Because this practical context does not bear out ICE’s stated reasons for deportation, looking closely at the language that ICE uses to describe its activities is a reasonable alternative to interpreting ICE purposes. ICE purports to use deportation to shrink the number of noncitizen “absconders.” It would be odd if this statement simply meant that ICE seeks to reduce the number of noncitizens without authorization who evade and hide from the government to avoid penalties, as the term absconders would suggest. There are simply easier, cheaper ways to reduce the number of these noncitizens who evade and hide from the government. The Center for American Progress estimates that it costs ICE $2071 per person to investigate and identity a noncitizen within the country whereas it costs an additional $7999 to deport that person.

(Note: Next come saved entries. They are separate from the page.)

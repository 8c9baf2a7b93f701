//! Per-guild automod configuration

use crate::automod::rules::{
    InviteRule, LinksRule, MentionRule, Rule, SitesRule, SpamRule, WordsRule,
};
use serde::{Deserialize, Serialize};

/// How a guild mutes members
#[derive(Debug, Clone, Default, PartialEq, Eq, Serialize, Deserialize)]
#[serde(tag = "kind", rename_all = "snake_case")]
pub enum MuteMechanism {
    /// Muting is not set up; mutes are skipped
    #[default]
    None,
    /// Assign a mute role, removed again after the mute duration
    Role { role_id: u64 },
    /// Discord communication timeout
    Timeout,
}

/// Automod configuration of one guild
///
/// Loaded snapshots are shared behind an `Arc` and never mutated; an edit
/// produces a new snapshot.
#[derive(Debug, Clone, Default, PartialEq, Eq, Serialize, Deserialize)]
#[serde(default)]
pub struct GuildAutomodConfig {
    pub guild_id: u64,
    pub enabled: bool,
    pub mute: MuteMechanism,
    pub spam: SpamRule,
    pub invite: InviteRule,
    pub mention: MentionRule,
    pub links: LinksRule,
    pub words: WordsRule,
    pub sites: SitesRule,
}

impl GuildAutomodConfig {
    /// Config used for guilds that have never configured automod
    #[must_use]
    pub fn disabled(guild_id: u64) -> Self {
        Self {
            guild_id,
            ..Default::default()
        }
    }

    /// Pre-compile the pattern-bearing rules so checks never do it per message
    pub fn compile(&mut self) {
        self.words.compile();
        self.sites.compile();
    }

    /// The rules in evaluation order.
    ///
    /// The order decides which rule wins when two reach the same severity.
    #[must_use]
    pub fn rules(&self) -> [&dyn Rule; 6] {
        [
            &self.spam,
            &self.invite,
            &self.mention,
            &self.links,
            &self.words,
            &self.sites,
        ]
    }

    /// Names of the rules that are switched on
    #[must_use]
    pub fn active_rules(&self) -> Vec<&'static str> {
        let enabled = [
            self.spam.base.enabled,
            self.invite.base.enabled,
            self.mention.base.enabled,
            self.links.base.enabled,
            self.words.base.enabled,
            self.sites.base.enabled,
        ];
        self.rules()
            .iter()
            .zip(enabled)
            .filter_map(|(rule, on)| on.then(|| rule.name()))
            .collect()
    }
}

#[cfg(test)]
mod tests {
    use super::*;
    use crate::automod::Severity;

    const SAMPLE: &str = r"
guild_id: 42
enabled: true
mute:
  kind: role
  role_id: 555
spam:
  enabled: true
  punishment: Mute
  mute_duration: 15
  num_messages: 4
  within_seconds: 3
words:
  enabled: true
  punishment: Kick
  banned_words: [spamword]
  ignore_channels: [7]
";

    #[test]
    fn test_rule_order() {
        let config = GuildAutomodConfig::default();
        let names: Vec<_> = config.rules().iter().map(|r| r.name()).collect();
        assert_eq!(names, ["spam", "invite", "mention", "links", "words", "sites"]);
    }

    #[test]
    fn test_disabled_default() {
        let config = GuildAutomodConfig::disabled(9);
        assert_eq!(config.guild_id, 9);
        assert!(!config.enabled);
        assert!(config.active_rules().is_empty());
        assert_eq!(config.mute, MuteMechanism::None);
    }

    #[test]
    fn test_config_deserialization() {
        let config: GuildAutomodConfig =
            serde_yaml::from_str(SAMPLE).expect("Failed to deserialize");
        assert_eq!(config.guild_id, 42);
        assert!(config.enabled);
        assert_eq!(config.mute, MuteMechanism::Role { role_id: 555 });
        assert_eq!(config.spam.num_messages, 4);
        assert_eq!(config.spam.base.punishment, Severity::Mute);
        assert_eq!(config.spam.base.mute_duration, 15);
        assert_eq!(config.words.banned_words, vec!["spamword".to_string()]);
        assert_eq!(config.words.base.ignore_channels, vec![7]);
        // Untouched rules keep their defaults
        assert!(!config.invite.base.enabled);
        assert_eq!(config.mention.threshold, 5);
        assert_eq!(config.active_rules(), vec!["spam", "words"]);
    }

    #[test]
    fn test_config_serialization() {
        let config: GuildAutomodConfig =
            serde_yaml::from_str(SAMPLE).expect("Failed to deserialize");
        let serialized = serde_yaml::to_string(&config).expect("Failed to serialize");
        assert!(serialized.contains("guild_id: 42"));
        assert!(serialized.contains("kind: role"));
        assert!(serialized.contains("num_messages: 4"));
        assert!(!serialized.contains("lexicon"));
    }
}
//! Discord server invite links

use super::{BaseRule, CheckOutcome, Rule, RuleState};
use crate::automod::{AutomodMessage, ChannelContext, MemberContext, RuleResult};
use regex::Regex;
use serde::{Deserialize, Serialize};
use std::sync::LazyLock;

static INVITE_PATTERN: LazyLock<Regex> = LazyLock::new(|| {
    Regex::new(r"(?i)\b(?:discord\.gg|discord(?:app)?\.com/invite)/[a-z0-9-]+")
        .expect("invite pattern is valid")
});

/// Triggers on messages containing a server invite
#[derive(Debug, Clone, Default, PartialEq, Eq, Serialize, Deserialize)]
#[serde(default)]
pub struct InviteRule {
    #[serde(flatten)]
    pub base: BaseRule,
}

impl Rule for InviteRule {
    fn name(&self) -> &'static str {
        "invite"
    }

    fn should_ignore(
        &self,
        channel: &ChannelContext,
        message: &AutomodMessage,
        member: &MemberContext,
    ) -> bool {
        self.base.should_ignore(channel, message, member)
    }

    fn check(
        &self,
        message: &AutomodMessage,
        _channel: &ChannelContext,
        _state: &RuleState,
    ) -> RuleResult<CheckOutcome> {
        if INVITE_PATTERN.is_match(&message.content) {
            return Ok(self.base.violation("Sent a server invite"));
        }
        Ok(CheckOutcome::clean())
    }

    fn mute_duration(&self) -> u32 {
        self.base.mute_duration
    }
}

#[cfg(test)]
mod tests {
    use super::*;
    use crate::automod::Severity;

    fn check(content: &str) -> CheckOutcome {
        let rule = InviteRule {
            base: BaseRule::enabled(Severity::Kick),
        };
        let message = AutomodMessage {
            content: content.to_string(),
            ..Default::default()
        };
        rule.check(&message, &ChannelContext::default(), &RuleState::default())
            .unwrap()
    }

    #[test]
    fn test_detects_invites() {
        assert!(check("join us at discord.gg/abc123").violated);
        assert!(check("https://discord.com/invite/Rust-Lang").violated);
        assert!(check("DISCORDAPP.COM/INVITE/xyz").violated);
        assert_eq!(check("discord.gg/abc").severity, Severity::Kick);
    }

    #[test]
    fn test_ignores_other_links() {
        assert!(!check("see https://discord.com/channels/1/2").violated);
        assert!(!check("no links here").violated);
    }
}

In comparison, simply allowing unauthorized noncitizens to register as present in the United States would ensure they were no longer absconders and would logically cost much less than deporting individuals. Since USCIS currently funds itself almost entirely through fees it charges noncitizens for virtually every immigration-related filing or petition they make, the government could potentially even make money off of registering unauthorized noncitizens.
So how should we understand what ICE is telling us? The terms with which ICE explains its mission make its purposes clear. ICE’s statement—which word-for-word says it uses deportation to “reduce the number of [noncitizen] absconders in the U.S.”—means what it says. ICE seeks to reduce the number of noncitizens without authorization simply for being noncitizens without authorization. In other words, ICE sees removing unauthorized people—no matter who they are—as a good in and of itself. Or put yet another way, ICE ensures that deportation is the consequence of simply breaking immigration law for unauthorized people.
Just as federal immigration officers typically enforce civil law, immigration violations are technically civil infractions. Although immigration-related criminal offenses exist, unauthorized presence is a civil rather than criminal violation and deportation proceedings are civil proceedings. However, as the Supreme Court acknowledged in Padilla v. Kentucky, deportation does not resemble a civil penalty. The results of deportation can be far worse than those of incarceration for a crime, let alone a civil monetary penalty. In the words of Justice Murphy, “[t]he impact of deportation upon the life of a [noncitizen] is often as great if not greater than the imposition of a criminal sentence. A deported [noncitizen] may lose his family, his friends and his livelihood forever. Return to his native land may result in poverty, persecution and even death.” Deportation—the consequence the INA lays out for unlawful presence, among other things—is unnecessarily punitive; the consequence of violating this civil law goes far beyond the consequences of civil law in general.
Acknowledging that deportation is a consequence that goes far beyond civil consequences ultimately demonstrates that ICE’s purpose in deportation is to punish unauthorized people just for being unauthorized. As discussed above, ICE penalizes unauthorized noncitizens solely for being unauthorized noncitizens. ICE penalizes these unauthorized noncitizens—again, solely for being unauthorized noncitizens—by subjecting them to penalties far harsher than they would face for a similar, non-authorization-related violation. Since to punish someone is to treat someone in an unfairly harsh way, and the treatment that unauthorized noncitizens face is disproportionate to penalties for other non-authorization-related violations, ICE uses deportation to punish unauthorized noncitizens for being unauthorized noncitizens.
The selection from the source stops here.